2007年9月18日(火)「しんぶん赤旗」

イラク戦争関与の英政府・軍要人

米の「対テロ戦争」批判

「空母より学校を」「あまりに軍事優先」


 【ロンドン=岡崎衆史】ブッシュ米政権の「対テロ戦争」に代表される軍事偏重のテロ対策やイラク政策について、イラク戦争・占領に深くかかわった英国の政府・軍要人が批判の声を挙げています。

 デービッド・マニング駐米英国大使は十四日付タイムズ紙のインタビューで、現在の外交の優先事項を重視しながらも、「そこを乗り越えて進まなければならない」と述べ、軍事のみに依存しない「新しい外交」を提唱。とくに、「空母のための資金で、どれだけ学校が建設できるだろうか」「イスラム過激派を懸念するのならば、マドラサ(イスラム神学校)の影響拡大を防ぐための学校をつくる人物を支援する道を見つけられないのか」と述べ、テロや過激派対策で、教育など軍事以外の分野を重視するよう訴えました。

 マニング氏はまた、英国の外交が米国の「こだま」とみられないようにすべきだと述べ、ブレア前政権時代の英国の著しい対米追随外交に苦言を呈しました。

 来月退職予定のマニング氏は、イラク戦争開始の二〇〇三年三月を挟む〇一年から〇三年九月までブレア英首相(当時)の外交政策顧問を務め、駐米英国大使に転身。ブレア政権下の英国の対米外交を支えてきました。

 マイク・ジャクソン元英陸軍参謀長(退役大将)は十日発売の自著『兵士(ソルジャー)』で、「対テロ戦争」に関連し、「米国の対応は不十分である。あまりにも、軍事的手段にだけ焦点を当てている。国家建設や外交は、政治経済上の前進を示す上で極めて重要だ」と指摘しました。同氏は、イラク戦争直前の〇三年二月から〇六年八月まで英陸軍軍人のトップである参謀長を務めました。

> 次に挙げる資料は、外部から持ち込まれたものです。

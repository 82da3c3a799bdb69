use bitcoin::consensus::serialize;
use bitcoin::hashes::Hash;
use bitcoin::sighash::{EcdsaSighashType, SighashCache};
use bitcoin::{PubkeyHash, Script, ScriptBuf, Transaction};

use crate::error::CoreError;
use crate::hash::sha256d;
use crate::network::{Chain, Network};
use crate::utxo::Utxo;
use crate::zcash;

/// `SIGHASH_ALL | SIGHASH_FORKID`, the only hash type used on Bitcoin Cash.
pub const SIGHASH_ALL_FORKID: u32 = 0x41;

/// Digests to sign for every input of `tx`, in input order.
pub fn signature_hashes(
    network: Network,
    tx: &Transaction,
    utxos: &[Utxo],
) -> Result<Vec<[u8; 32]>, CoreError> {
    if utxos.len() != tx.input.len() {
        return Err(CoreError::InputMismatch(format!(
            "{} inputs but {} utxos",
            tx.input.len(),
            utxos.len()
        )));
    }
    (0..tx.input.len())
        .map(|i| signature_hash(network, tx, utxos, i))
        .collect()
}

/// Digest to sign for input `index` with SIGHASH_ALL semantics.
pub fn signature_hash(
    network: Network,
    tx: &Transaction,
    utxos: &[Utxo],
    index: usize,
) -> Result<[u8; 32], CoreError> {
    let utxo = utxos
        .get(index)
        .ok_or_else(|| CoreError::InputMismatch(format!("no utxo for input {index}")))?;
    match network.chain() {
        Chain::Bitcoin => bitcoin_sighash(tx, utxo, index),
        Chain::BitcoinCash => forkid_sighash(tx, utxo, index),
        Chain::ZCash => zcash::signature_digest(network, tx, utxos, index),
    }
}

/// How an output's spending script is committed to by the signature.
enum ScriptCode {
    Legacy(ScriptBuf),
    SegwitV0(ScriptBuf),
}

fn script_code(utxo: &Utxo) -> Result<ScriptCode, CoreError> {
    let spk = utxo.script_pubkey();
    if spk.is_p2wpkh() {
        return Ok(ScriptCode::SegwitV0(p2wpkh_script_code(spk)));
    }
    if spk.is_p2wsh() {
        let witness_script = utxo.redeem_script().ok_or_else(|| {
            CoreError::InputMismatch(format!("p2wsh utxo {} has no witness script", utxo.outpoint()))
        })?;
        return Ok(ScriptCode::SegwitV0(witness_script.clone()));
    }
    if spk.is_p2sh() {
        let redeem = utxo.redeem_script().ok_or_else(|| {
            CoreError::InputMismatch(format!("p2sh utxo {} has no redeem script", utxo.outpoint()))
        })?;
        if redeem.is_p2wpkh() {
            return Ok(ScriptCode::SegwitV0(p2wpkh_script_code(redeem)));
        }
        return Ok(ScriptCode::Legacy(redeem.clone()));
    }
    Ok(ScriptCode::Legacy(spk.clone()))
}

/// The P2PKH script a P2WPKH program commits to under BIP-143.
pub(crate) fn p2wpkh_script_code(program_script: &Script) -> ScriptBuf {
    let mut hash = [0u8; 20];
    hash.copy_from_slice(&program_script.as_bytes()[2..22]);
    ScriptBuf::new_p2pkh(&PubkeyHash::from_byte_array(hash))
}

fn bitcoin_sighash(tx: &Transaction, utxo: &Utxo, index: usize) -> Result<[u8; 32], CoreError> {
    let cache_err = |e: bitcoin::transaction::InputsIndexError| CoreError::InputMismatch(e.to_string());
    match script_code(utxo)? {
        ScriptCode::Legacy(script) => {
            let hash = SighashCache::new(tx)
                .legacy_signature_hash(index, &script, EcdsaSighashType::All.to_u32())
                .map_err(cache_err)?;
            Ok(hash.to_byte_array())
        }
        ScriptCode::SegwitV0(script) => {
            let hash = SighashCache::new(tx)
                .p2wsh_signature_hash(index, &script, utxo.amount().to_bitcoin()?, EcdsaSighashType::All)
                .map_err(cache_err)?;
            Ok(hash.to_byte_array())
        }
    }
}

/// BIP-143 style digest with the fork id bit set.
fn forkid_sighash(tx: &Transaction, utxo: &Utxo, index: usize) -> Result<[u8; 32], CoreError> {
    let input = tx
        .input
        .get(index)
        .ok_or_else(|| CoreError::InputMismatch(format!("input index {index} out of bounds")))?;
    let script = utxo.redeem_script().unwrap_or(utxo.script_pubkey());

    let mut prevouts = Vec::new();
    let mut sequences = Vec::new();
    for txin in &tx.input {
        prevouts.extend_from_slice(&serialize(&txin.previous_output));
        sequences.extend_from_slice(&txin.sequence.to_consensus_u32().to_le_bytes());
    }
    let mut outputs = Vec::new();
    for txout in &tx.output {
        outputs.extend_from_slice(&serialize(txout));
    }

    let mut preimage = Vec::with_capacity(256);
    preimage.extend_from_slice(&tx.version.0.to_le_bytes());
    preimage.extend_from_slice(&sha256d(&prevouts));
    preimage.extend_from_slice(&sha256d(&sequences));
    preimage.extend_from_slice(&serialize(&input.previous_output));
    preimage.extend_from_slice(&serialize(script));
    preimage.extend_from_slice(&utxo.amount().to_bitcoin()?.to_sat().to_le_bytes());
    preimage.extend_from_slice(&input.sequence.to_consensus_u32().to_le_bytes());
    preimage.extend_from_slice(&sha256d(&outputs));
    preimage.extend_from_slice(&tx.lock_time.to_consensus_u32().to_le_bytes());
    preimage.extend_from_slice(&SIGHASH_ALL_FORKID.to_le_bytes());
    Ok(sha256d(&preimage))
}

 米国防総省が設置したイラク占領機関・復興人道支援室(ORHA)で副責任者を務めたティム・クロス氏(英陸軍退役少将)は、二日付サンデー・ミラー紙のインタビューで米国のイラク復興政策について言及。「米国の戦後計画が重大な欠陥をもっていたのは、今では明らかだ。私たちの多くは当時(イラク戦争開始直後)すでにそう感じていた」と述べ、多くの関係者の懸念を無視して進められた米国の無計画なイラク政策を批判しました。